Merkel warned against the dangers of fake news in November.

 

David Gilmour

Tech

Posted on Jan 10, 2017   Updated on May 25, 2021, 5:45 am CDT

The German government reiterated plans to combat Russian hacking threats and the recent surge of “fake news” websites ahead of the country’s elections this year after Dortmund police were forced to call out a fake Breitbart News report on Saturday.

The article claimed that in the city of Dortmund a mob gathered “around the flag of al-Qaida” chanting “Allahu Akbar” had set fire to a church on New Year’s Eve. Despite the police affirming to the public that no such incident occurred, the far-right website has held to its story, which was widely shared on social media.

“The danger is that these stories spread with incredible speed and take on lives of their own,” said Eva Kühne-Hörmann, justice minister of Germany’s Hesse state.
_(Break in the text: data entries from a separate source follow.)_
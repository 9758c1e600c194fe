//! Task model types for the wedding planner.

use chrono::NaiveDate;
use serde::{Deserialize, Serialize};

/// Category assigned when none is given.
pub const DEFAULT_CATEGORY: &str = "Other";

/// Categories with canonical casing and a pre-assigned palette colour.
///
/// Any other string is still a valid category; this list only drives
/// casing normalization and colours.
pub const KNOWN_CATEGORIES: &[&str] = &[
    "Venue",
    "Catering",
    "Attire",
    "Photography",
    "Music",
    "Flowers",
    "Decor",
    "Invitations",
    "Transportation",
    "Beauty",
    "Rings",
    "Honeymoon",
    "Legal",
    "Other",
];

/// Look up the canonical spelling of a known category, ignoring case.
#[must_use]
pub fn canonical_category(name: &str) -> Option<&'static str> {
    let name = name.trim();
    KNOWN_CATEGORIES.iter().copied().find(|known| known.eq_ignore_ascii_case(name))
}

/// Normalize a free-form category.
///
/// Known categories get their canonical casing, unknown ones keep their text
/// with the first letter upper-cased, and blank input becomes
/// [`DEFAULT_CATEGORY`].
#[must_use]
pub fn normalize_category(raw: &str) -> String {
    let trimmed = raw.trim();
    if trimmed.is_empty() {
        return DEFAULT_CATEGORY.to_string();
    }
    if let Some(known) = canonical_category(trimmed) {
        return known.to_string();
    }

    let mut chars = trimmed.chars();
    chars.next().map_or_else(String::new, |first| first.to_uppercase().chain(chars).collect())
}

/// Stored task status.
#[derive(Debug, Clone, Copy, PartialEq, Eq, Hash, Default, Serialize, Deserialize)]
#[serde(rename_all = "snake_case")]
pub enum Status {
    /// Work has not begun.
    #[default]
    NotStarted,
    /// Work is under way.
    InProgress,
    /// Task is done.
    Completed,
    /// Task was explicitly marked as behind schedule.
    Delayed,
}

impl Status {
    /// All statuses in display order.
    pub const ALL: [Self; 4] = [Self::NotStarted, Self::InProgress, Self::Completed, Self::Delayed];

    /// Parse a status, ignoring case and word separators.
    ///
    /// Accepts the display labels (`"In Progress"`) as well as the serialized
    /// names (`"in_progress"`).
    ///
    /// # Errors
    ///
    /// Returns an error if the string is not a known status.
    #[allow(clippy::should_implement_trait)]
    pub fn from_str(s: &str) -> Result<Self, InvalidStatus> {
        let squashed: String = s
            .chars()
            .filter(|c| !matches!(c, ' ' | '_' | '-'))
            .flat_map(char::to_lowercase)
            .collect();
        match squashed.as_str() {
            "notstarted" => Ok(Self::NotStarted),
            "inprogress" => Ok(Self::InProgress),
            "completed" => Ok(Self::Completed),
            "delayed" => Ok(Self::Delayed),
            _ => Err(InvalidStatus(s.to_string())),
        }
    }

    /// Stored name, matching the serde representation.
    #[must_use]
    pub const fn as_str(&self) -> &'static str {
        match self {
            Self::NotStarted => "not_started",
            Self::InProgress => "in_progress",
            Self::Completed => "completed",
            Self::Delayed => "delayed",
        }
    }

    /// Human-readable label, also used as the CSV representation.
    #[must_use]
    pub const fn label(&self) -> &'static str {
        match self {
            Self::NotStarted => "Not Started",
            Self::InProgress => "In Progress",
            Self::Completed => "Completed",
            Self::Delayed => "Delayed",
        }
    }
}

impl std::fmt::Display for Status {
    fn fmt(&self, f: &mut std::fmt::Formatter<'_>) -> std::fmt::Result {
        f.write_str(self.label())
    }
}

/// Error when an invalid status string is provided.
#[derive(Debug, Clone, PartialEq, Eq)]
pub struct InvalidStatus(pub String);

impl std::fmt::Display for InvalidStatus {
    fn fmt(&self, f: &mut std::fmt::Formatter<'_>) -> std::fmt::Result {
        write!(
            f,
            "invalid status: '{}' (must be one of: Not Started, In Progress, Completed, Delayed)",
            self.0
        )
    }
}

impl std::error::Error for InvalidStatus {}

/// One planning action on the checklist.
#[derive(Debug, Clone, PartialEq, Default, Serialize, Deserialize)]
pub struct Task {
    /// Unique identifier within a collection.
    pub id: String,
    /// Display name.
    pub name: String,
    /// Category; any string, see [`KNOWN_CATEGORIES`].
    pub category: String,
    /// First day of the task, if scheduled.
    #[serde(default)]
    pub start_date: Option<NaiveDate>,
    /// Last day of the task, if scheduled.
    #[serde(default)]
    pub end_date: Option<NaiveDate>,
    /// Stored status.
    #[serde(default)]
    pub status: Status,
    /// Budgeted cost.
    #[serde(default)]
    pub initial_cost: f64,
    /// Amount actually spent.
    #[serde(default)]
    pub actual_cost: f64,
    /// IDs of tasks this one waits on. Order is kept; duplicates and
    /// dangling IDs are tolerated.
    #[serde(default)]
    pub dependencies: Vec<String>,
    /// Free-text notes.
    #[serde(default)]
    pub notes: String,
    /// Flagged as important.
    #[serde(default)]
    pub important: bool,
}

impl Task {
    /// Create a task with the given ID and name in the default category.
    pub fn new(id: impl Into<String>, name: impl Into<String>) -> Self {
        Self {
            id: id.into(),
            name: name.into(),
            category: DEFAULT_CATEGORY.to_string(),
            ..Self::default()
        }
    }

    /// Whether both start and end dates are set.
    #[must_use]
    pub const fn is_scheduled(&self) -> bool {
        self.start_date.is_some() && self.end_date.is_some()
    }

    /// Whether this task lists itself as a dependency.
    #[must_use]
    pub fn depends_on_itself(&self) -> bool {
        self.dependencies.iter().any(|dep| dep == &self.id)
    }

    /// Actual spend minus budget.
    #[must_use]
    pub fn cost_variance(&self) -> f64 {
        self.actual_cost - self.initial_cost
    }
}

#[cfg(test)]
mod tests {
    use super::*;

    #[test]
    fn test_status_from_str_labels() {
        assert_eq!(Status::from_str("Not Started").unwrap(), Status::NotStarted);
        assert_eq!(Status::from_str("in progress").unwrap(), Status::InProgress);
        assert_eq!(Status::from_str("COMPLETED").unwrap(), Status::Completed);
        assert_eq!(Status::from_str("Delayed").unwrap(), Status::Delayed);
    }

    #[test]
    fn test_status_from_str_serialized_names() {
        assert_eq!(Status::from_str("not_started").unwrap(), Status::NotStarted);
        assert_eq!(Status::from_str("in-progress").unwrap(), Status::InProgress);
        assert!(Status::from_str("done").is_err());
        assert!(Status::from_str("").is_err());
    }

    #[test]
    fn test_status_default_and_display() {
        assert_eq!(Status::default(), Status::NotStarted);
        assert_eq!(Status::InProgress.to_string(), "In Progress");
    }

    #[test]
    fn test_invalid_status_display() {
        let err = InvalidStatus("finished".to_string());
        assert!(err.to_string().contains("finished"));
        assert!(err.to_string().contains("Not Started"));
    }

    #[test]
    fn test_status_serializes_snake_case() {
        let json = serde_json::to_string(&Status::NotStarted).unwrap();
        assert_eq!(json, "\"not_started\"");
    }

    #[test]
    fn test_canonical_category() {
        assert_eq!(canonical_category("venue"), Some("Venue"));
        assert_eq!(canonical_category("  PHOTOGRAPHY "), Some("Photography"));
        assert_eq!(canonical_category("Cake tasting"), None);
    }

    #[test]
    fn test_normalize_category() {
        assert_eq!(normalize_category("catering"), "Catering");
        assert_eq!(normalize_category("cake tasting"), "Cake tasting");
        assert_eq!(normalize_category("éclairs"), "Éclairs");
        assert_eq!(normalize_category("   "), "Other");
    }

    #[test]
    fn test_task_new_defaults() {
        let task = Task::new("t-1", "Book venue");
        assert_eq!(task.category, "Other");
        assert_eq!(task.status, Status::NotStarted);
        assert!(task.dependencies.is_empty());
        assert!(!task.is_scheduled());
    }

    #[test]
    fn test_depends_on_itself() {
        let mut task = Task::new("t-1", "Book venue");
        task.dependencies = vec!["t-2".to_string()];
        assert!(!task.depends_on_itself());
        task.dependencies.push("t-1".to_string());
        assert!(task.depends_on_itself());
    }

    #[test]
    fn test_cost_variance() {
        let mut task = Task::new("t-1", "Cake");
        task.initial_cost = 400.0;
        task.actual_cost = 450.5;
        assert!((task.cost_variance() - 50.5).abs() < f64::EPSILON);
    }

    #[test]
    fn test_task_serialization() {
        let mut task = Task::new("flowers-0001", "Order bouquets");
        task.category = "Flowers".to_string();
        task.start_date = NaiveDate::from_ymd_opt(2024, 5, 1);
        task.dependencies = vec!["venue-0000".to_string()];

        let json = serde_json::to_string(&task).unwrap();
        assert!(json.contains("\"2024-05-01\""));
        let parsed: Task = serde_json::from_str(&json).unwrap();
        assert_eq!(parsed, task);
    }

    #[test]
    fn test_task_deserialize_fills_defaults() {
        let parsed: Task =
            serde_json::from_str(r#"{"id":"a","name":"A","category":"Music"}"#).unwrap();
        assert_eq!(parsed.status, Status::NotStarted);
        assert!(parsed.start_date.is_none());
        assert!(!parsed.important);
    }
}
Now, the government plans to investigate and fight against the proliferation of bogus news stories by establishing an anti-fake news bureau within the press office. “We are dealing with a phenomenon of a dimension that we have not seen before,” government spokesperson Steffen Seibert said during a press conference. 
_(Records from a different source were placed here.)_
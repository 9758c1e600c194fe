//! Category colours.
//!
//! Known categories have fixed palette colours. Any other category gets a
//! pastel colour whose hue is derived from a hash of its name, so the same
//! custom category always renders the same way.

use crate::tasks::models::canonical_category;

/// Saturation of generated colours, in percent.
const GENERATED_SATURATION: u8 = 70;

/// Lightness of generated colours, in percent.
const GENERATED_LIGHTNESS: u8 = 80;

/// Fixed colours for the known categories.
const PALETTE: &[(&str, &str)] = &[
    ("Venue", "#F8BBD0"),
    ("Catering", "#FFE0B2"),
    ("Attire", "#E1BEE7"),
    ("Photography", "#B3E5FC"),
    ("Music", "#C5CAE9"),
    ("Flowers", "#C8E6C9"),
    ("Decor", "#FFF9C4"),
    ("Invitations", "#D7CCC8"),
    ("Transportation", "#B2DFDB"),
    ("Beauty", "#F48FB1"),
    ("Rings", "#FFECB3"),
    ("Honeymoon", "#B2EBF2"),
    ("Legal", "#CFD8DC"),
    ("Other", "#E0E0E0"),
];

/// Colour for a category, as a CSS colour string.
///
/// Known categories (matched ignoring case) return their palette entry;
/// anything else returns `hsl(<hue>, 70%, 80%)`.
#[must_use]
pub fn category_color(category: &str) -> String {
    if let Some(color) = palette_color(category) {
        return color.to_string();
    }
    format!("hsl({}, {GENERATED_SATURATION}%, {GENERATED_LIGHTNESS}%)", category_hue(category))
}

fn palette_color(category: &str) -> Option<&'static str> {
    let known = canonical_category(category)?;
    PALETTE.iter().find(|(name, _)| *name == known).map(|(_, color)| *color)
}

/// Hue in `0..360` derived from the category name.
#[must_use]
pub fn category_hue(category: &str) -> u32 {
    hash_name(category).unsigned_abs() % 360
}

/// 32-bit rolling hash over UTF-16 code units: `hash * 31 + code`, wrapping.
fn hash_name(name: &str) -> i32 {
    name.encode_utf16().fold(0i32, |hash, code| {
        i32::from(code).wrapping_add(hash.wrapping_shl(5).wrapping_sub(hash))
    })
}

#[cfg(test)]
mod tests {
    use super::*;
    use crate::tasks::models::KNOWN_CATEGORIES;

    #[test]
    fn test_every_known_category_has_a_palette_colour() {
        for category in KNOWN_CATEGORIES {
            assert!(palette_color(category).is_some(), "{category} has no colour");
        }
    }

    #[test]
    fn test_known_category_ignores_case() {
        assert_eq!(category_color("venue"), "#F8BBD0");
        assert_eq!(category_color("VENUE"), category_color("Venue"));
    }

    #[test]
    fn test_unknown_category_is_deterministic() {
        let first = category_color("Cake tasting");
        let second = category_color("Cake tasting");
        assert_eq!(first, second);
        assert!(first.starts_with("hsl("));
        assert!(first.ends_with(", 70%, 80%)"));
    }

    #[test]
    fn test_hash_matches_reference_values() {
        // "a" = 97
        assert_eq!(hash_name("a"), 97);
        // "ab" = 97 * 31 + 98
        assert_eq!(hash_name("ab"), 3105);
        assert_eq!(category_hue("ab"), 3105 % 360);
        assert_eq!(hash_name(""), 0);
    }

    #[test]
    fn test_hash_wraps_and_hue_stays_in_range() {
        let long = "Destination welcome bags for out-of-town guests".repeat(4);
        assert!(category_hue(&long) < 360);
        assert!(category_hue("日本の装飾") < 360);
    }

    #[test]
    fn test_hash_handles_minimum_value() {
        assert_eq!(i32::MIN.unsigned_abs() % 360, 128);
    }
}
There are currently few details as to how this government department will work, but some other European countries, such as the Czech Republic, have already made the move. The stakes are heightened in Germany, however, with an election planned for September 2017.
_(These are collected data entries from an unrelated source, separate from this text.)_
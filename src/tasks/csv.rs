//! CSV import and export of task lists.
//!
//! The format has eleven positional columns:
//!
//! ```text
//! ID,Task Name,Category,Start Date,End Date,Status,Initial Cost,Actual Cost,Dependencies,Notes,Important
//! ```
//!
//! Export always quotes `Task Name`, `Dependencies` and `Notes`, doubling any
//! embedded quotes. Import is lenient: rows with fewer than five columns are
//! dropped, and every field falls back to a default when missing or invalid.

use crate::tasks::id::generate_task_id;
use crate::tasks::models::{normalize_category, Status, Task};
use crate::tasks::status::parse_date;
use chrono::NaiveDate;
use once_cell::sync::Lazy;
use regex::Regex;

/// Header row written on export.
pub const CSV_HEADER: &str = "ID,Task Name,Category,Start Date,End Date,Status,Initial Cost,Actual Cost,Dependencies,Notes,Important";

/// Name given to imported rows without one.
pub const UNTITLED_TASK: &str = "Untitled Task";

/// Rows with fewer fields than this are discarded on import.
const MIN_FIELDS: usize = 5;

static COST_PREFIX: Lazy<Regex> = Lazy::new(|| {
    Regex::new(r"^[+-]?(?:\d+(?:\.\d*)?|\.\d+)(?:[eE][+-]?\d+)?").expect("cost pattern is valid")
});

/// Serialize tasks to CSV text, header first, rows separated by `\n`.
#[must_use]
pub fn tasks_to_csv(tasks: &[Task]) -> String {
    let mut lines = Vec::with_capacity(tasks.len() + 1);
    lines.push(CSV_HEADER.to_string());
    lines.extend(tasks.iter().map(task_to_row));
    lines.join("\n")
}

fn task_to_row(task: &Task) -> String {
    let fields = [
        quote_if_needed(&task.id),
        quote(&task.name),
        quote_if_needed(&task.category),
        format_date(task.start_date),
        format_date(task.end_date),
        task.status.label().to_string(),
        format_cost(task.initial_cost),
        format_cost(task.actual_cost),
        quote(&task.dependencies.join(",")),
        quote(&task.notes),
        if task.important { "Yes" } else { "No" }.to_string(),
    ];
    fields.join(",")
}

fn quote(value: &str) -> String {
    format!("\"{}\"", value.replace('"', "\"\""))
}

fn quote_if_needed(value: &str) -> String {
    if value.contains([',', '"', '\n', '\r']) {
        quote(value)
    } else {
        value.to_string()
    }
}

fn format_date(date: Option<NaiveDate>) -> String {
    date.map(|d| d.format("%Y-%m-%d").to_string()).unwrap_or_default()
}

fn format_cost(cost: f64) -> String {
    format!("{cost}")
}

/// Parse CSV text into tasks.
///
/// The first line is the header and is skipped, as are blank lines. Every
/// other record becomes a task unless it has fewer than five fields; a
/// malformed record is dropped on its own and parsing resumes after it. See
/// the module docs for the column order.
#[must_use]
pub fn parse_csv(text: &str) -> Vec<Task> {
    let text = text.strip_prefix('\u{feff}').unwrap_or(text);
    let lines: Vec<&str> = text.split("\r\n").flat_map(|line| line.split(['\r', '\n'])).collect();

    let mut tasks = Vec::new();
    let mut index = 1;
    while index < lines.len() {
        if lines[index].trim().is_empty() {
            index += 1;
            continue;
        }
        match scan_record(&lines[index..]) {
            Some((fields, consumed)) => {
                tasks.extend(row_to_task(&fields));
                index += consumed;
            }
            None => index += 1,
        }
    }
    tasks
}

/// Tokenize the record starting at `lines[0]`.
///
/// Commas separate fields. A field that opens with `"` is quoted: everything
/// up to the closing quote is literal except `""`, which yields a single
/// quote, and the field may continue over following lines. A quote opened
/// mid-field runs to the end of its line at most.
///
/// Returns the fields and the number of lines used, or `None` when a quoted
/// field is never closed.
fn scan_record(lines: &[&str]) -> Option<(Vec<String>, usize)> {
    let mut fields = Vec::new();
    let mut field = String::new();
    let mut fresh = true;
    let mut in_quotes = false;
    let mut multiline = false;

    for (number, line) in lines.iter().enumerate() {
        let mut chars = line.chars().peekable();
        while let Some(c) = chars.next() {
            if in_quotes {
                match c {
                    '"' if chars.peek() == Some(&'"') => {
                        chars.next();
                        field.push('"');
                    }
                    '"' => in_quotes = false,
                    _ => field.push(c),
                }
                continue;
            }

            match c {
                '"' => {
                    in_quotes = true;
                    multiline = fresh;
                    fresh = false;
                }
                ',' => {
                    fields.push(std::mem::take(&mut field));
                    fresh = true;
                }
                _ => {
                    field.push(c);
                    fresh = false;
                }
            }
        }

        if in_quotes && multiline {
            field.push('\n');
            continue;
        }
        fields.push(field);
        return Some((fields, number + 1));
    }

    None
}

fn row_to_task(fields: &[String]) -> Option<Task> {
    if fields.len() < MIN_FIELDS {
        return None;
    }
    let field = |index: usize| fields.get(index).map_or("", |f| f.trim());

    let name = non_empty(field(1)).unwrap_or(UNTITLED_TASK).to_string();
    let id = non_empty(field(0)).map_or_else(|| generate_task_id(&name), str::to_string);

    Some(Task {
        id,
        name,
        category: normalize_category(field(2)),
        start_date: parse_date(field(3)),
        end_date: parse_date(field(4)),
        status: Status::from_str(field(5)).unwrap_or_default(),
        initial_cost: parse_cost(field(6)),
        actual_cost: parse_cost(field(7)),
        dependencies: parse_dependencies(field(8)),
        notes: field(9).to_string(),
        important: matches!(field(10).to_lowercase().as_str(), "yes" | "true"),
    })
}

fn non_empty(value: &str) -> Option<&str> {
    (!value.is_empty()).then_some(value)
}

/// The leading number of `value`, so `500 USD` reads as 500.
fn parse_cost(value: &str) -> f64 {
    COST_PREFIX
        .find(value)
        .and_then(|m| m.as_str().parse::<f64>().ok())
        .filter(|v| v.is_finite())
        .unwrap_or(0.0)
}

fn parse_dependencies(value: &str) -> Vec<String> {
    value.split(',').map(str::trim).filter(|dep| !dep.is_empty()).map(str::to_string).collect()
}

/// An importable example file: the header plus one sample row.
///
/// The sample row has a blank ID so that importing it generates a fresh one.
#[must_use]
pub fn csv_template() -> String {
    let sample = Task {
        id: String::new(),
        name: "Book the venue".to_string(),
        category: "Venue".to_string(),
        start_date: NaiveDate::from_ymd_opt(2025, 1, 6),
        end_date: NaiveDate::from_ymd_opt(2025, 1, 31),
        status: Status::NotStarted,
        initial_cost: 5000.0,
        actual_cost: 0.0,
        dependencies: Vec::new(),
        notes: "Confirm the deposit amount".to_string(),
        important: true,
    };
    tasks_to_csv(&[sample])
}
In criticizing Breitbart, German newspaper Allgemeine Zeitung said the controversial site had exaggerated and fabricated information to create “an image of chaotic civil war-like conditions in Germany, caused by Islamist aggressors” and claimed that this could be a “foretaste” of the use of “misinformation and distortion in order to diminish trust in established institutions” ahead of the German election.

German Chancellor Angela Merkel, in her speech announcing her bid for another term as chancellor, warned against rising populism in the West and the disinformation campaigns waged to “manipulate” public opinion on the part of “fake sites,” citing the impact such content had during the 2016 U.S. presidential election.

Merkel’s liberal approach to refugees and the crisis that faced Europe, as millions fled from war in the Middle East, has been heavily criticized by far-right groups. Members of the anti-immigration Alternative for Germany party hope to challenge mainstream parties in the upcoming election.

In France, the political theater is similar. With a 2017 presidential election looming, French establishment politicians are set to face off against the right-wing Front National’s Marine Le Pen. Incidentally, in both these European countries, Breitbart is launching new bureaus.

The pressure to deal with fake news is now also coupled with increasing information from Germany’s domestic intelligence agency, the Federal Office for the Protection of the Constitution, or BfV, that Russian hackers have been meddling with the country’s infrastructure. A spokesperson for the agency told journalists that it believed a December hack on the Organization for Security and Cooperation in Europe’s systems had been attributed to the same group that carried the hack on the Democratic National Committee (DNC), to devastating electoral impact, in the U.S.